I get out my yoga mat and I practice. I breathe out the frustration, the disappointment, the pain. I breathe in the dream of our child, our beautiful child. I wonder where he or she is. I had faith that I could conceive naturally, but that didn’t happen. I still feel that my child is out there. I just have to keep searching until I find him. As in many days over the years, I ask myself questions many mothers never consider. Why do I want to be a mother, anyway? I meditate on the answer. I want to experience another kind of love, something beyond what I know or can even imagine. Mother love. I want to experience this kind of earth-shattering, unconditional love of a mother for her child. The oneness. But it wasn’t as if I’d put my life on hold.

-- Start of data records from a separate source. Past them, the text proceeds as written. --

impl<S: GovernanceStore> LearningEngine<S> {
    /// Creates a learning engine over the provided store.
    #[must_use]
    pub const fn new(store: S) -> Self {
        Self {
            store,
        }
    }

    /// Returns the backing store.
    #[must_use]
    pub const fn store(&self) -> &S {
        &self.store
    }

    /// Consumes the engine and returns the backing store.
    #[must_use]
    pub fn into_inner(self) -> S {
        self.store
    }

    /// Returns the active configuration, installing genesis when absent.
    ///
    /// # Errors
    ///
    /// Returns [`GovernanceError`] when the store cannot be read or the
    /// genesis write fails.
    pub fn active_or_genesis(&self, now: Timestamp) -> Result<ModelConfiguration, GovernanceError> {
        if let Some(configuration) = self.store.active_configuration()? {
            return Ok(configuration);
        }
        let genesis = ModelConfiguration::genesis(now);
        self.store.install_genesis(&genesis)?;
        info!(version = %genesis.version_id, "installed genesis trust configuration");
        Ok(genesis)
    }

    /// Folds one execution report into the trust model.
    ///
    /// # Errors
    ///
    /// Returns [`GovernanceError`] when reading state or committing the
    /// update bundle fails.
    pub fn process_execution_feedback(
        &self,
        report: &ExecutionReport,
        now: Timestamp,
    ) -> Result<LearningOutcome, GovernanceError> {
        let current = self.active_or_genesis(now)?;
        let tally = tally_report(report);

        let mut success_streak = current.success_streak;
        let mut failure_streak = current.failure_streak;
        let raw_delta = if tally.rollbacks > 0 {
            success_streak = 0;
            failure_streak += 1;
            let penalty_mult = 1.0 + tally.kev_failures as f64;
            -(tally.rollbacks as f64 * LEARNING_ALPHA * penalty_mult)
        } else if tally.successes > 0 {
            success_streak += 1;
            failure_streak = 0;
            let mut reward_bonus = (tally.kev_successes as f64).mul_add(0.5, 1.0);
            if tally.high_urgency > 0 {
                reward_bonus += 0.1 * tally.high_urgency as f64;
            }
            tally.successes as f64 * LEARNING_BETA * reward_bonus
        } else {
            0.0
        };

        let new_momentum = clamp_momentum(current.trust_momentum.mul_add(MOMENTUM_DECAY, raw_delta));
        let new_containment = round4(clamp_threshold(
            current.containment_threshold - new_momentum,
            0.40,
            0.95,
            "containment_threshold",
        ));
        let new_disruptive = round4(clamp_threshold(
            new_momentum.mul_add(-0.5, current.disruptive_threshold),
            0.60,
            1.00,
            "disruptive_threshold",
        ));

        let narrative = update_narrative(report, &tally);
        let configuration = ModelConfiguration {
            version_id: mint_version_id(),
            is_active: true,
            containment_threshold: new_containment,
            disruptive_threshold: new_disruptive,
            trust_momentum: new_momentum,
            success_streak,
            failure_streak,
            created_at: now,
        };

        let drift_samples = vec![
            DriftSample {
                timestamp: now,
                metric_name: MetricName::TrustMomentum,
                metric_value: new_momentum,
                alert_triggered: new_momentum.abs() >= MOMENTUM_ALERT_BOUNDARY,
            },
            DriftSample {
                timestamp: now,
                metric_name: MetricName::ContainmentThreshold,
                metric_value: new_containment,
                alert_triggered: new_containment >= CONTAINMENT_LOCK_BOUNDARY
                    || new_containment <= CONTAINMENT_GUARD_BOUNDARY,
            },
            DriftSample {
                timestamp: now,
                metric_name: MetricName::DisruptiveThreshold,
                metric_value: new_disruptive,
                alert_triggered: false,
            },
        ];

        let payload = json!({
            "old_ver": current.version_id.as_str(),
            "new_ver": configuration.version_id.as_str(),
            "source": if report.script_filename.is_some() { "script_gen" } else { "execution" },
            "actions_processed": report.executions.len(),
            "domains_covered": tally.domains.iter().collect::<Vec<_>>(),
            "high_urgency_count": tally.high_urgency,
            "approval_required": tally.approval_required,
            "kev_context": {"successes": tally.kev_successes, "failures": tally.kev_failures},
            "reason": format!("{narrative} (Momentum={new_momentum:.4})"),
        });
        let previous_hash = self.store.last_ledger_hash()?;
        let ledger_entry =
            build_ledger_entry(previous_hash, now, "LEARNING_UPDATE", payload, "LearningEngine")?;

        let update = GovernanceUpdate {
            deactivate_version: current.version_id.clone(),
            new_configuration: configuration.clone(),
            ledger_entry: ledger_entry.clone(),
            drift_samples: drift_samples.clone(),
        };
        self.store.commit_update(&update)?;
        info!(
            old = %current.version_id,
            new = %configuration.version_id,
            momentum = new_momentum,
            "trust model updated"
        );

        Ok(LearningOutcome {
            configuration,
            narrative,
            drift_samples,
            ledger_entry,
        })
    }

    /// Assembles the read-time governance status snapshot.
    ///
    /// # Errors
    ///
    /// Returns [`GovernanceError::Invalid`] when no configuration is active,
    /// or another variant on backend failure.
    pub fn governance_status(&self, now: Timestamp) -> Result<GovernanceStatus, GovernanceError> {
        let configuration = self.store.active_configuration()?.ok_or_else(|| {
            GovernanceError::Invalid("no active configuration; initialize governance first".to_string())
        })?;
        let entries = self.store.ledger_entries_ascending()?;
        let ledger_integrity = verify_chain(&entries);
        let mut sample_series = BTreeMap::new();
        for metric in [
            MetricName::TrustMomentum,
            MetricName::ContainmentThreshold,
            MetricName::DisruptiveThreshold,
        ] {
            sample_series.insert(
                metric.as_str().to_string(),
                self.store.drift_sample_series(metric, STATUS_SAMPLE_LIMIT)?,
            );
        }
        Ok(GovernanceStatus {
            generated_at: now,
            trend: configuration.trend(),
            drift_alerts: drift_alerts(&configuration),
            ledger_integrity,
            ledger_entry_count: self.store.ledger_entry_count()?,
            recent_ledger_entries: self.store.recent_ledger_entries(STATUS_LEDGER_LIMIT)?,
            model_history: self.store.configuration_history(STATUS_HISTORY_LIMIT)?,
            sample_series,
            configuration,
        })
    }
}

I’d written some books, opened up a yoga studio in a foreign country. Maybe it was because I’d opened a yoga studio that I’d failed to conceive. If I’d had a child, I’d certainly have been too busy to care for the students who depended on me there. We’d created a community, a family together. We mothered each other. Perhaps my body was protecting itself. Giving birth might have been too risky for me, with my very slow heart rate, which I’d had since birth. I, or the child, might have died in childbirth. The doctor said these things. My mind chatters on and on. I have to stop these endless wanderings. So I sit and close my eyes, focus on my breath. I practice Tonglen, the Tibetan Buddhist practice of “giving and taking.” Tonglen is one of the best methods I know of cracking open the heart. To help get me outside my own “story” and “suffering,” I practice taking away someone else’s pain. I breathe it in and send them the wish for happiness and peace.